Figure 12.15 The ISIS algorithm for total ordering
Each process q in group g keeps
• Aq g: the largest agreed sequence number it has observed so far for the group g
• Pq g: its own largest proposed sequence number
Algorithm for process p to multicast a message m to group g
1. B-multicasts <m, i> to g, where i is a unique identifier for m
2. Each process q replies to the sender p with a proposal for the message‘s agreed
sequence number of Pq g :=Max(Aq g, Pq g)+1
3. Collects all the proposed sequence numbers and selects the largest one a as the
next agreed sequence number. It then B-multicasts <i, a> to g.
4. Each process q in g sets Aq g := Max(Aq g, a) and attaches a to the message
identified by i
Implementing casual ordering
• Causal ordering using vector timestamps (Figure 12.16)
– Only orders multicasts, and ignores one-to-one messages between processes
– Each process updates its vector timestamp before delivering a message to
maintain the count of precedent messages
Consensus and related problems
• Problems of agreement
– For processes to agree on a value (consensus) after one or more of the processes
has proposed what that value should be
– Covered topics: byzantine generals, interactive consistency, totally ordered
multicast
• The byzantine generals problem: a decision whether multiple armies should
attack or retreat, assuming that united action will be more successful than
some attacking and some retreating • Another example might be space ship
controllers deciding whether to proceed or abort. Failure handling during
consensus is a key concern
• Assumptions
– communication (by message passing) is reliable
– processes may fail
• Sometimes up to f of the N processes are faulty
Consensus Process
1. Each process pi begins in an undecided state and proposes a single value vi,
drawn from a set D (i=1…N)
2. Processes communicate with each other, exchanging values
3. Each process then sets the value of a decision variable di and enters the decided
state
Requirements for Consensus
• Three requirements of a consensus algorithm
– Termination: Eventually every correct process sets its decision variable
– Agreement: The decision value of all correct processes is the same: if pi and pj
are correct and have entered the decided state, then di=dj
(i,j=1,2, …, N)
– Integrity: If the correct processes all proposed the same value, then any correct
process in the decided state has chosen that value
The byzantine generals problem
• Problem description
– Three or more generals must agree to attack or to retreat
– One general, the commander, issues the order
– Other generals, the lieutenants, must decide to attack or retreat
– One or more generals may be treacherous
• A treacherous general tells one general to attack and another to retreat
• Difference from consensus is that a single process supplies the value to agree
on
• Requirements
– Termination: eventually each correct process sets its decision variable
– Agreement: the decision variable of all correct processes is the same
– Integrity: if the commander is correct, then all correct processes agree on the
value that the commander has proposed (but the commander need not be
correct)
The interactive consistency problem
• Interactive consistency: all correct processes agree on a vector of values, one
for each process. This is called the decision vector
– Another variant of consensus
• Requirements
– Termination: eventually each correct process sets its decision variable
– Agreement: the decision vector of all correct processes is the same
– Integrity: if any process is correct, then all correct processes decide the correct
value for that
process
Relating consensus to other problems
• Consensus (C), Byzantine Generals (BG), and Interactive Consensus (IC)

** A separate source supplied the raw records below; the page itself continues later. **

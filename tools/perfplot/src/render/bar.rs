//! Grouped bar charts.
//!
//! One group of bars per category (test case), one bar per series, in input
//! order. Used for baseline vs. optimized measurements of a metric and for
//! cross-platform speedup comparisons.

use std::path::Path;

use plotters::coord::Shift;
use plotters::prelude::*;

use super::{
    Artifact, CAPTION_FONT, DrawResult, Figure, LABEL_FONT, category_label, render_figure,
};
use crate::config::{ImageFormat, MetricSpec};
use crate::error::{ReportError, Result};

/// Baseline bar color.
pub const BASELINE_COLOR: RGBColor = RGBColor(0xfd, 0xb8, 0x63);
/// Optimized bar color.
pub const OPTIMIZED_COLOR: RGBColor = RGBColor(0xe6, 0x61, 0x01);

/// Colors cycled through for per-platform series.
const PLATFORM_COLORS: [RGBColor; 4] = [
    RGBColor(0xe6, 0x61, 0x01),
    RGBColor(0x7b, 0x32, 0x94),
    RGBColor(0x1b, 0x78, 0x37),
    RGBColor(0x21, 0x66, 0xac),
];

/// Fraction of a category slot covered by its bars.
const GROUP_WIDTH: f64 = 0.7;

/// One series of a grouped bar chart.
#[derive(Debug, Clone)]
pub struct BarSeries {
    /// Legend label.
    pub label: String,
    /// Fill color.
    pub color: RGBColor,
    /// One value per category.
    pub values: Vec<f64>,
}

/// A grouped bar chart.
#[derive(Debug, Clone)]
pub struct BarChart {
    /// Caption.
    pub title: String,
    /// Y axis description.
    pub y_label: String,
    /// Category labels along X, in input order.
    pub categories: Vec<String>,
    /// Series, drawn left to right inside each group.
    pub series: Vec<BarSeries>,
    /// Fixed Y bounds; computed from the data when absent.
    pub y_range: Option<(f64, f64)>,
    /// Values are percentages (axis formatted with `%`).
    pub percentage: bool,
}

impl BarChart {
    fn check_shape(&self) -> Result<()> {
        if self.categories.is_empty() || self.series.is_empty() {
            return Err(ReportError::ShapeMismatch {
                what: self.title.clone(),
                detail: "bar chart needs at least one category and one series".into(),
            });
        }
        for series in &self.series {
            if series.values.len() != self.categories.len() {
                return Err(ReportError::ShapeMismatch {
                    what: self.title.clone(),
                    detail: format!(
                        "series `{}` has {} values for {} categories",
                        series.label,
                        series.values.len(),
                        self.categories.len()
                    ),
                });
            }
        }
        Ok(())
    }

    /// Y bounds: the configured range, or padded data extremes.
    fn bounds(&self) -> (f64, f64) {
        if let Some(range) = self.y_range {
            return range;
        }
        let values = self
            .series
            .iter()
            .flat_map(|s| s.values.iter().copied())
            .filter(|v| v.is_finite());
        let (min, max) = values.fold((f64::INFINITY, f64::NEG_INFINITY), |(lo, hi), v| {
            (lo.min(v), hi.max(v))
        });
        if !min.is_finite() {
            return (0.0, 1.0);
        }
        let (lo, hi) = if self.percentage {
            ((min * 1.1).min(-5.0), (max * 1.1).max(5.0))
        } else {
            let lo = if min >= 0.0 { min * 0.8 } else { min * 1.1 };
            let hi = if max > 0.0 { max * 1.1 } else { max * 0.9 };
            (lo, hi)
        };
        if hi > lo { (lo, hi) } else { (lo, lo + 1.0) }
    }
}

impl Figure for BarChart {
    fn size(&self) -> (u32, u32) {
        let width = 240 + 90 * self.categories.len() as u32 * self.series.len().max(2) as u32 / 2;
        (width.clamp(640, 2400), 600)
    }

    fn draw<DB>(&self, root: &DrawingArea<DB, Shift>, text: bool) -> DrawResult
    where
        DB: DrawingBackend,
        DB::ErrorType: 'static,
    {
        root.fill(&WHITE)?;

        let n = self.categories.len();
        let (lo, hi) = self.bounds();
        let base = 0.0f64.clamp(lo, hi);

        let mut builder = ChartBuilder::on(root);
        builder.margin(16);
        if text {
            builder
                .caption(&self.title, CAPTION_FONT)
                .x_label_area_size(60)
                .y_label_area_size(80);
        }
        let mut chart = builder.build_cartesian_2d(-0.5f64..n as f64 - 0.5, lo..hi)?;

        if text {
            let categories = &self.categories;
            let percentage = self.percentage;
            chart
                .configure_mesh()
                .disable_x_mesh()
                .y_desc(self.y_label.as_str())
                .label_style(LABEL_FONT)
                // n + 1 keeps the tick step at one category.
                .x_labels(n + 1)
                .x_label_formatter(&|x| category_label(categories, *x))
                .y_label_formatter(&|y| {
                    if percentage {
                        format!("{y:.0}%")
                    } else {
                        format!("{y}")
                    }
                })
                .draw()?;
        }

        let k = self.series.len();
        let width = GROUP_WIDTH / k as f64;
        for (s, series) in self.series.iter().enumerate() {
            let offset = (s as f64 - (k as f64 - 1.0) / 2.0) * width;
            let color = series.color;
            let bars = series.values.iter().enumerate().map(|(i, &v)| {
                let center = i as f64 + offset;
                let top = if v.is_finite() { v.clamp(lo, hi) } else { base };
                Rectangle::new(
                    [(center - width / 2.0, base), (center + width / 2.0, top)],
                    color.filled(),
                )
            });
            let anno = chart.draw_series(bars)?;
            if text {
                anno.label(series.label.as_str()).legend(move |(x, y)| {
                    Rectangle::new([(x, y - 5), (x + 14, y + 5)], color.filled())
                });
            }
        }

        if text {
            chart
                .configure_series_labels()
                .label_font(LABEL_FONT)
                .background_style(WHITE.mix(0.8))
                .border_style(BLACK)
                .position(SeriesLabelPosition::UpperRight)
                .draw()?;
        }
        Ok(())
    }
}

/// Render the baseline vs. optimized chart of one metric.
///
/// `baseline[i]` and `optimized[i]` belong to `names[i]`; raw values are
/// divided by the metric's unit before plotting.
pub fn render_metric_bars(
    dir: &Path,
    platform: &str,
    metric: &MetricSpec<'_>,
    names: &[String],
    baseline: &[f64],
    optimized: &[f64],
    format: ImageFormat,
) -> Result<Artifact> {
    let scale = |values: &[f64]| values.iter().map(|v| v / metric.unit).collect::<Vec<_>>();
    let chart = BarChart {
        title: format!("{platform}-{}", metric.label),
        y_label: metric.label.to_string(),
        categories: names.to_vec(),
        series: vec![
            BarSeries {
                label: "basic performance".into(),
                color: BASELINE_COLOR,
                values: scale(baseline),
            },
            BarSeries {
                label: "optimized performance".into(),
                color: OPTIMIZED_COLOR,
                values: scale(optimized),
            },
        ],
        y_range: metric.range,
        percentage: false,
    };
    chart.check_shape()?;

    let path = dir.join(super::bar_chart_file_name(platform, metric.label, format));
    render_figure(&chart, &path, format)?;
    Ok(Artifact {
        path,
        title: chart.title,
        data: chart.series.into_iter().map(|s| s.values).collect(),
    })
}

/// Render mean speedups of several platforms side by side for one metric.
///
/// `platforms` pairs a platform name with one percentage per test case.
pub fn render_platform_comparison(
    dir: &Path,
    metric_label: &str,
    names: &[String],
    platforms: &[(String, Vec<f64>)],
    format: ImageFormat,
) -> Result<Artifact> {
    let chart = BarChart {
        title: format!("speedup comparison: {metric_label}"),
        y_label: format!("{metric_label} speedup"),
        categories: names.to_vec(),
        series: platforms
            .iter()
            .enumerate()
            .map(|(i, (platform, values))| BarSeries {
                label: platform.clone(),
                color: PLATFORM_COLORS[i % PLATFORM_COLORS.len()],
                values: values.clone(),
            })
            .collect(),
        y_range: None,
        percentage: true,
    };
    chart.check_shape()?;

    let path = dir.join(super::comparison_file_name(metric_label, format));
    render_figure(&chart, &path, format)?;
    Ok(Artifact {
        path,
        title: chart.title,
        data: chart.series.into_iter().map(|s| s.values).collect(),
    })
}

are all problems concerned with making decisions in the context of arbitrary
or crash failures
• We can sometimes generate solutions for one problem in terms of another.
For example – We can derive IC from BG by running BG N times, once for
each process with that process acting as commander
– We can derive C from IC by running IC to produce a vector of values at each
process, then applying a function to the vector‘s values to derive a single value.
– We can derive BG from C by
• Commander sends proposed value to itself and each remaining process
• All processes run C with received values
• They derive BG from the vector of C values
Consensus in a Synchronous System
• Up to f processes may have crash failures, all failures occurring during f+1
rounds.
During each round, each of the correct processes multicasts the values among
themselves
• The algorithm guarantees all surviving correct processes are in a position to
agree
• Note: any process with f failures will require at least f+1 rounds to agree
Limits for solutions to Byzantine Generals
• Some cases of the Byzantine Generals problems have no solutions
– Lamport et al found that if there are only 3 processes, there is no solution
– Pease et al found that if the total number of processes is less than three times
the number of failures plus one, there is no solution
• Thus there is a solution with 4 processes and 1 failure, if there are two rounds
– In the first, the commander sends the values
– while in the second, each lieutenant sends the values it received
Figure 12.20 Four Byzantine generals
Asynchronous Systems
• All solutions to consistency and Byzantine generals problems are limited to
synchronous systems
• Fischer et al found that there are no solutions in an asynchronous system with
even one failure
• This impossibility is circumvented by masking faults or using failure detection
• There is also a partial solution, assuming an adversary process, based on
introducing random values in the process to prevent an effective thwarting
strategy. This does not always reach consensus